Nipponaclerda biwakoensis

Scientific classification
- Kingdom: Animalia
- Phylum: Arthropoda
- Class: Insecta
- Order: Hemiptera
- Suborder: Sternorrhyncha
- Family: Aclerdidae
- Genus: Nipponaclerda
- Species: N. biwakoensis
- Binomial name: Nipponaclerda biwakoensis (Kuwana, 1907)
- Synonyms: Aclerda biwakoensis

= Nipponaclerda biwakoensis =

- Genus: Nipponaclerda
- Species: biwakoensis
- Authority: (Kuwana, 1907)
- Synonyms: Aclerda biwakoensis

Species of true bug

Nipponaclerda biwakoensis is a scale insect originally described from Japan, and naturally occurring in China; in these countries it is most often associated with reeds in the genus Phragmites. This species has become established (as of 2017) in the United States in the state of Louisiana, where it has rapidly become a serious pest of roseau cane, damaging over 80% of the reeds in some areas such as the Pass a Loutre Wildlife Management Area, where it is referred to by the older common name Phragmites scale insect or the more recently-coined name, roseau cane mealybug.

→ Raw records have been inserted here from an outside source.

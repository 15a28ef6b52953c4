use crate::domain::{BumpKind, Classification};
use crate::error::{Result, SemverLabelsError};
use regex::Regex;
use tracing::debug;

pub const DEFAULT_INITIAL_LABEL_REGEXP: &str = r"(?i)initial.release|semver(.|::)initial";
pub const DEFAULT_MAJOR_LABEL_REGEXP: &str =
    r"(?i)(major|breaking).release|semver(.|::)(major|breaking)";
pub const DEFAULT_MINOR_LABEL_REGEXP: &str =
    r"(?i)(minor|feature).release|semver(.|::)(minor|feature)";
pub const DEFAULT_PATCH_LABEL_REGEXP: &str = r"(?i)(patch|fix).release|semver(.|::)(patch|fix)";
pub const DEFAULT_PRERELEASE_LABEL_REGEXP: &str = r"(?i)pre.?release";

/// Uncompiled label patterns, as read from configuration
#[derive(Debug, Clone, PartialEq)]
pub struct LabelPatterns {
    pub initial: String,
    pub major: String,
    pub minor: String,
    pub patch: String,
    pub prerelease: String,
}

impl Default for LabelPatterns {
    fn default() -> Self {
        LabelPatterns {
            initial: DEFAULT_INITIAL_LABEL_REGEXP.to_string(),
            major: DEFAULT_MAJOR_LABEL_REGEXP.to_string(),
            minor: DEFAULT_MINOR_LABEL_REGEXP.to_string(),
            patch: DEFAULT_PATCH_LABEL_REGEXP.to_string(),
            prerelease: DEFAULT_PRERELEASE_LABEL_REGEXP.to_string(),
        }
    }
}

/// The five label regexes, compiled once per invocation
#[derive(Debug, Clone)]
pub struct LabelRegexSet {
    initial: Regex,
    major: Regex,
    minor: Regex,
    patch: Regex,
    prerelease: Regex,
}

impl LabelRegexSet {
    pub fn new(patterns: &LabelPatterns) -> Result<Self> {
        Ok(LabelRegexSet {
            initial: compile("initial-label-regexp", &patterns.initial)?,
            major: compile("major-label-regexp", &patterns.major)?,
            minor: compile("minor-label-regexp", &patterns.minor)?,
            patch: compile("patch-label-regexp", &patterns.patch)?,
            prerelease: compile("prerelease-label-regexp", &patterns.prerelease)?,
        })
    }

    /// Maps a label set to a single bump kind.
    ///
    /// Each label is tested against every pattern, so one label may count for
    /// several kinds. More than one distinct primary kind (initial, major,
    /// minor, patch) across the set is an error. A prerelease label only sets
    /// the prerelease modifier.
    pub fn classify<S: AsRef<str>>(&self, labels: &[S]) -> Result<Classification> {
        let mut kind = BumpKind::None;
        let mut prerelease = false;

        for label in labels.iter().map(AsRef::as_ref) {
            if self.prerelease.is_match(label) {
                debug!(label, "prerelease label");
                prerelease = true;
            }

            let primaries = [
                (&self.initial, BumpKind::Initial),
                (&self.major, BumpKind::Major),
                (&self.minor, BumpKind::Minor),
                (&self.patch, BumpKind::Patch),
            ];

            for (re, matched) in primaries {
                if !re.is_match(label) {
                    continue;
                }
                debug!(label, kind = ?matched, "semver label");
                if kind != BumpKind::None && kind != matched {
                    return Err(SemverLabelsError::MultipleSemverLabels);
                }
                kind = matched;
            }
        }

        Ok(Classification { kind, prerelease })
    }
}

fn compile(name: &str, pattern: &str) -> Result<Regex> {
    Regex::new(pattern).map_err(|source| SemverLabelsError::InvalidRegex {
        name: name.to_string(),
        source,
    })
}

#[cfg(test)]
mod tests {
    use super::*;

    fn classify(labels: &[&str]) -> Result<Classification> {
        LabelRegexSet::new(&LabelPatterns::default())
            .unwrap()
            .classify(labels)
    }

    #[test]
    fn test_default_patterns_compile() {
        assert!(LabelRegexSet::new(&LabelPatterns::default()).is_ok());
    }

    #[test]
    fn test_single_primary_labels() {
        assert_eq!(classify(&["initial release"]).unwrap().kind, BumpKind::Initial);
        assert_eq!(classify(&["breaking.release"]).unwrap().kind, BumpKind::Major);
        assert_eq!(classify(&["semver::major"]).unwrap().kind, BumpKind::Major);
        assert_eq!(classify(&["Feature Release"]).unwrap().kind, BumpKind::Minor);
        assert_eq!(classify(&["semver-minor"]).unwrap().kind, BumpKind::Minor);
        assert_eq!(classify(&["patch.release"]).unwrap().kind, BumpKind::Patch);
        assert_eq!(classify(&["semver::fix"]).unwrap().kind, BumpKind::Patch);
    }

    #[test]
    fn test_no_match_is_none() {
        let result = classify(&["documentation", "backend"]).unwrap();
        assert_eq!(
            result,
            Classification {
                kind: BumpKind::None,
                prerelease: false
            }
        );
        assert_eq!(classify(&[]).unwrap().kind, BumpKind::None);
    }

    #[test]
    fn test_two_primary_kinds_fail() {
        assert!(matches!(
            classify(&["feature.release", "breaking.release"]),
            Err(SemverLabelsError::MultipleSemverLabels)
        ));
        assert!(matches!(
            classify(&["initial.release", "patch.release"]),
            Err(SemverLabelsError::MultipleSemverLabels)
        ));
    }

    #[test]
    fn test_same_kind_from_two_labels_is_allowed() {
        let result = classify(&["patch.release", "semver::fix"]).unwrap();
        assert_eq!(result.kind, BumpKind::Patch);
    }

    #[test]
    fn test_one_label_matching_two_kinds_fails() {
        let patterns = LabelPatterns {
            minor: "(?i)release".to_string(),
            ..LabelPatterns::default()
        };
        let set = LabelRegexSet::new(&patterns).unwrap();
        assert!(matches!(
            set.classify(&["patch.release"]),
            Err(SemverLabelsError::MultipleSemverLabels)
        ));
    }

    #[test]
    fn test_prerelease_is_a_modifier() {
        let result = classify(&["prerelease", "minor.release"]).unwrap();
        assert_eq!(result.kind, BumpKind::Minor);
        assert!(result.prerelease);

        let alone = classify(&["pre-release"]).unwrap();
        assert_eq!(alone.kind, BumpKind::None);
        assert!(alone.prerelease);
    }

    #[test]
    fn test_prerelease_label_does_not_change_primary_kind() {
        for labels in [
            vec!["major.release"],
            vec!["semver::patch"],
            vec!["unrelated"],
            vec!["initial.release"],
        ] {
            let without = classify(&labels).unwrap();
            let mut with = labels.clone();
            with.push("Pre Release");
            let with = classify(&with).unwrap();
            assert_eq!(without.kind, with.kind);
            assert!(with.prerelease);
        }
    }

    #[test]
    fn test_invalid_pattern_is_reported() {
        let patterns = LabelPatterns {
            patch: "(unclosed".to_string(),
            ..LabelPatterns::default()
        };
        match LabelRegexSet::new(&patterns) {
            Err(SemverLabelsError::InvalidRegex { name, .. }) => {
                assert_eq!(name, "patch-label-regexp")
            }
            other => panic!("expected InvalidRegex, got {:?}", other),
        }
    }
}
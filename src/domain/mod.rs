//! Domain logic - pure version rules independent of git and GitLab

pub mod bump;
pub mod prerelease;
pub mod tag;
pub mod version;

pub use bump::{BumpKind, Classification, Mode};
pub use tag::{ResolvedTag, TagKind, TagReference};
pub use version::Version;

Several species of parasitoid wasps are known to attack this scale, with initial investigations focusing on the species Neastymachus japonicus, known only to attack this one pest.

==Impact==
While Phragmites is often considered a noxious weed, in Louisiana the reed beds, dubbed "roseau cane", are critical to the stability of the shorelines of wetland areas and waterways of the Mississippi River Delta, and the die-off of reed beds is believed to accelerate coastal erosion.